Ich nahm die Firma anfangs wie ein „Museum“ wahr, da sie nur ein bis zwei moderne Maschinen zu diesem Zeitpunkt hatte. Ab dem Jahr 2000 fing dann ein Wandel in der Firma an. Neue Maschinen und Roboter wurden angeschafft. So begann hier die Transformation der Arbeitswelt. Die Firma erlebt seitdem ein rasantes Wachstum der Firmenstruktur- und -größe: neue Maschinen, Anlagen, Hallen und mehr Personal. Heute wird uns jeden Tag mehr deutlich, dass wir kein Familienunternehmen mehr sind und der einzelne Mensch immer mehr an Bedeutung verliert. Die Leistung, die von Maschinen überwacht wird, steht über dem Menschen. In allen Abteilungen gibt es deutlich mehr Krankmeldungen. Durch das 4-Schichtsystem, welches sich wegen der Auftragslage in der Firma etwa 2010 etablierte, führte bei vielen Arbeiterinnen und Arbeitern zu mehr physischen und psychischen Belastungen. Die Wochenenden wurden nicht mehr zuhause mit der Familie verbracht, sondern auch in der Firma. Es war Pflicht zu arbeiten. Diese Situation konnte und kann ich mit der Unterstützung meiner Familie bewältigen, denn diese ist meine Energie- und Kraftquelle. Auch sie zahlt also einen Preis. Das war mal anders – und das erzählt meine zweite Geschichte.

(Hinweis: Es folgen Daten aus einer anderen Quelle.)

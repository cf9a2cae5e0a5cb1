mod fixtures;
pub use fixtures::*;

// Re-export commonly used types from symtally for tests
pub use symtally::{
    DetectError, DetectionConfig, DetectionResult, Document, Section, SectionRect, SymbolClass,
    aggregate, detect, detect_all, normalize,
};
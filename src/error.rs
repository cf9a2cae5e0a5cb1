use thiserror::Error;

/// Errors produced while loading documents and detecting symbols.
///
/// Document-level errors (`UnsupportedFormat`, `Decode`) are terminal for the
/// load that raised them. Section-level errors (`InvalidSection`, `EmptyRoi`)
/// are isolated per section: batch detection records them on the affected
/// result and keeps going.
#[derive(Debug, Error)]
pub enum DetectError {
    #[error("unsupported format: .{extension}")]
    UnsupportedFormat { extension: String },

    #[error("failed to decode document: {message}")]
    Decode { message: String },

    #[error("invalid section '{name}': {reason}")]
    InvalidSection { name: String, reason: String },

    #[error("empty ROI for section '{name}'")]
    EmptyRoi { name: String },
}

impl DetectError {
    /// Short marker recorded on an error-flagged detection result.
    pub fn marker(&self) -> &'static str {
        match self {
            DetectError::UnsupportedFormat { .. } => "Unsupported format",
            DetectError::Decode { .. } => "Decode error",
            DetectError::InvalidSection { .. } => "Invalid section",
            DetectError::EmptyRoi { .. } => "Empty ROI",
        }
    }
}
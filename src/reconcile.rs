//! Carries name hashes forward from a previously packed archive.
//!
//! External consumers reference files by name hash, so repacking a tree
//! whose hashes came out differently (for instance across a hashing
//! revision) would break those references. This pass pins each colliding
//! file name to the hash the previous archive stored.

use crate::tree::VfsTree;
use std::collections::HashMap;
use tracing::info;

/// Overwrite each file's hash with the one a previous archive stored under
/// the same name, when they differ. Returns the number of files changed.
pub fn carry_forward_hashes(tree: &mut VfsTree, previous: &VfsTree) -> usize {
    let old_hashes: HashMap<&str, u32> = previous
        .files
        .iter()
        .map(|f| (f.name.as_str(), f.name_hash))
        .collect();

    let mut changed = 0;
    for file in &mut tree.files {
        if let Some(&old) = old_hashes.get(file.name.as_str()) {
            if old != file.name_hash {
                info!(name = %file.name, old_hash = old, "carrying forward previous name hash");
                file.name_hash = old;
                changed += 1;
            }
        }
    }

    changed
}

#[cfg(test)]
mod tests {
    use super::*;
    use crate::hash::hash_name;
    use crate::tree::NO_PARENT;

    fn tree_with_file(name: &str, name_hash: u32) -> VfsTree {
        let mut tree = VfsTree::default();
        let root = tree.add_folder("", NO_PARENT, hash_name(""));
        let id = tree.add_file(name, root, 0) as usize;
        tree.files[id].name_hash = name_hash;
        tree.resolve_relations().unwrap();
        tree
    }

    #[test]
    fn test_colliding_name_takes_old_hash() {
        let old = tree_with_file("a.txt", 0x4000_0001);
        let mut fresh = tree_with_file("a.txt", 0x4000_0002);

        assert_eq!(carry_forward_hashes(&mut fresh, &old), 1);
        assert_eq!(fresh.files[0].name_hash, 0x4000_0001);
    }

    #[test]
    fn test_absent_name_keeps_fresh_hash() {
        let old = tree_with_file("a.txt", 0x4000_0001);
        let mut fresh = tree_with_file("b.txt", 0x4000_0002);

        assert_eq!(carry_forward_hashes(&mut fresh, &old), 0);
        assert_eq!(fresh.files[0].name_hash, 0x4000_0002);
    }

    #[test]
    fn test_equal_hash_counts_as_unchanged() {
        let old = tree_with_file("a.txt", 0x4000_0001);
        let mut fresh = tree_with_file("a.txt", 0x4000_0001);

        assert_eq!(carry_forward_hashes(&mut fresh, &old), 0);
    }
}
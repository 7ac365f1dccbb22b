use crate::archive::format::{self, CompressType, MAGIC};
use crate::error::{Result, VfsError};
use crate::tree::{FileEntry, FolderEntry, VfsTree};
use flate2::read::ZlibDecoder;
use std::fs::File;
use std::io::{Read, Seek, SeekFrom};
use std::path::Path;
use tracing::debug;

/// Archive reader: parses a VFS2 byte stream into an entry tree and decodes
/// file payloads from the data region on demand.
#[derive(Debug)]
pub struct ArchiveReader {
    file: File,
    tree: VfsTree,
    data_offset: u64,
}

impl ArchiveReader {
    /// Open an archive and parse its records, name table, and relations.
    ///
    /// The protocol is strict: magic, folder records, file records, name
    /// table offset, then the name table itself. Any count mismatch or
    /// unresolved parent aborts the parse.
    pub fn open<P: AsRef<Path>>(path: P) -> Result<Self> {
        let mut file = File::open(path)?;

        let mut magic = [0u8; 4];
        file.read_exact(&mut magic)?;
        if magic != MAGIC {
            return Err(VfsError::InvalidMagic);
        }

        let mut tree = VfsTree::default();

        let num_folders = format::read_i32(&mut file)?;
        if num_folders < 0 {
            return Err(VfsError::InvalidFormat(format!(
                "negative folder count {num_folders}"
            )));
        }
        for _ in 0..num_folders {
            tree.folders.push(FolderEntry::read_from(&mut file)?);
        }
        // record order on disk is not guaranteed to be id order
        tree.folders.sort_by_key(|f| f.id);

        let num_files = format::read_i32(&mut file)?;
        if num_files < 0 {
            return Err(VfsError::InvalidFormat(format!(
                "negative file count {num_files}"
            )));
        }
        for _ in 0..num_files {
            tree.files.push(FileEntry::read_from(&mut file)?);
        }
        tree.files.sort_by_key(|f| f.id);

        let name_table_offset = format::read_i32(&mut file)?;
        let data_offset = file.stream_position()?;

        file.seek(SeekFrom::Start(name_table_offset as u64))?;

        let num_file_names = format::read_i32(&mut file)?;
        if num_file_names != num_files {
            return Err(VfsError::NameCountMismatch {
                kind: "file",
                records: num_files,
                names: num_file_names,
            });
        }
        for entry in &mut tree.files {
            entry.name = format::read_string(&mut file)?;
        }

        let num_folder_names = format::read_i32(&mut file)?;
        if num_folder_names != num_folders {
            return Err(VfsError::NameCountMismatch {
                kind: "folder",
                records: num_folders,
                names: num_folder_names,
            });
        }
        for entry in &mut tree.folders {
            entry.name = format::read_string(&mut file)?;
        }

        tree.resolve_relations()?;
        debug!(
            folders = tree.folders.len(),
            files = tree.files.len(),
            data_offset,
            "parsed archive"
        );

        Ok(Self {
            file,
            tree,
            data_offset,
        })
    }

    /// The parsed entry tree
    pub fn tree(&self) -> &VfsTree {
        &self.tree
    }

    /// Consume the reader, keeping only the entry tree
    pub fn into_tree(self) -> VfsTree {
        self.tree
    }

    /// Base offset of the data region; all file offsets are relative to it
    pub fn data_offset(&self) -> u64 {
        self.data_offset
    }

    /// Read and decode one file's payload from the data region.
    ///
    /// Deflate payloads carry an i32 decompressed-size prefix; the inflated
    /// length must match it exactly.
    pub fn read_file_data(&mut self, file_id: usize) -> Result<Vec<u8>> {
        let entry = &self.tree.files[file_id];
        if entry.offset < 0 || entry.size < 0 {
            return Err(VfsError::InvalidFormat(format!(
                "\"{}\" has invalid payload location (offset {}, size {})",
                entry.name, entry.offset, entry.size
            )));
        }

        self.file
            .seek(SeekFrom::Start(self.data_offset + entry.offset as u64))?;

        match entry.compression {
            CompressType::Stored => {
                let mut data = vec![0u8; entry.size as usize];
                self.file.read_exact(&mut data)?;
                Ok(data)
            }
            CompressType::Deflate => {
                let decompressed_size = format::read_i32(&mut self.file)?;
                if decompressed_size < 0 {
                    return Err(VfsError::InvalidFormat(format!(
                        "\"{}\" has negative decompressed size {decompressed_size}",
                        entry.name
                    )));
                }
                let mut data = vec![0u8; entry.size as usize];
                self.file.read_exact(&mut data)?;
                inflate(&data, decompressed_size as usize)
            }
        }
    }
}

/// Inflate a zlib stream, verifying the exact decompressed length
fn inflate(data: &[u8], expected_size: usize) -> Result<Vec<u8>> {
    let mut decoder = ZlibDecoder::new(data);
    let mut out = Vec::with_capacity(expected_size);
    decoder
        .read_to_end(&mut out)
        .map_err(|e| VfsError::DecompressionFailed(e.to_string()))?;

    if out.len() != expected_size {
        return Err(VfsError::DecompressedSizeMismatch {
            expected: expected_size,
            actual: out.len(),
        });
    }

    Ok(out)
}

Meine Tochter, besuchte im Jahr 2006 die zweite Klasse. Es war Weihnachtszeit und ihre Klasse hatte eine Weihnachtsfeier geplant. An diesem Tag wollte ich freihaben, aber der Tag wurde mir nicht genehmigt. Meine Tochter wollte aber unbedingt, dass ich auch dabei bin. Daraufhin rief sie mit ihren sieben Jahren die Firma an und sprach mit meinem Chef und sagte ihm, dass er mir freigeben solle für den Tag. Mein Chef kam danach zu mir, sah mich mit großen Augen an und fragte mich: „Wie hast du das geschafft? Deine Tochter hat angerufen und du bist morgen auf ihrer Weihnachtsfeier!“ Das war ein Ereignis, das mich bis heute noch positiv prägt und mich zum Lächeln bringt. Auch Kolleginnen und Kollegen haben es immer noch in Erinnerung. Da müssen wir wieder hin!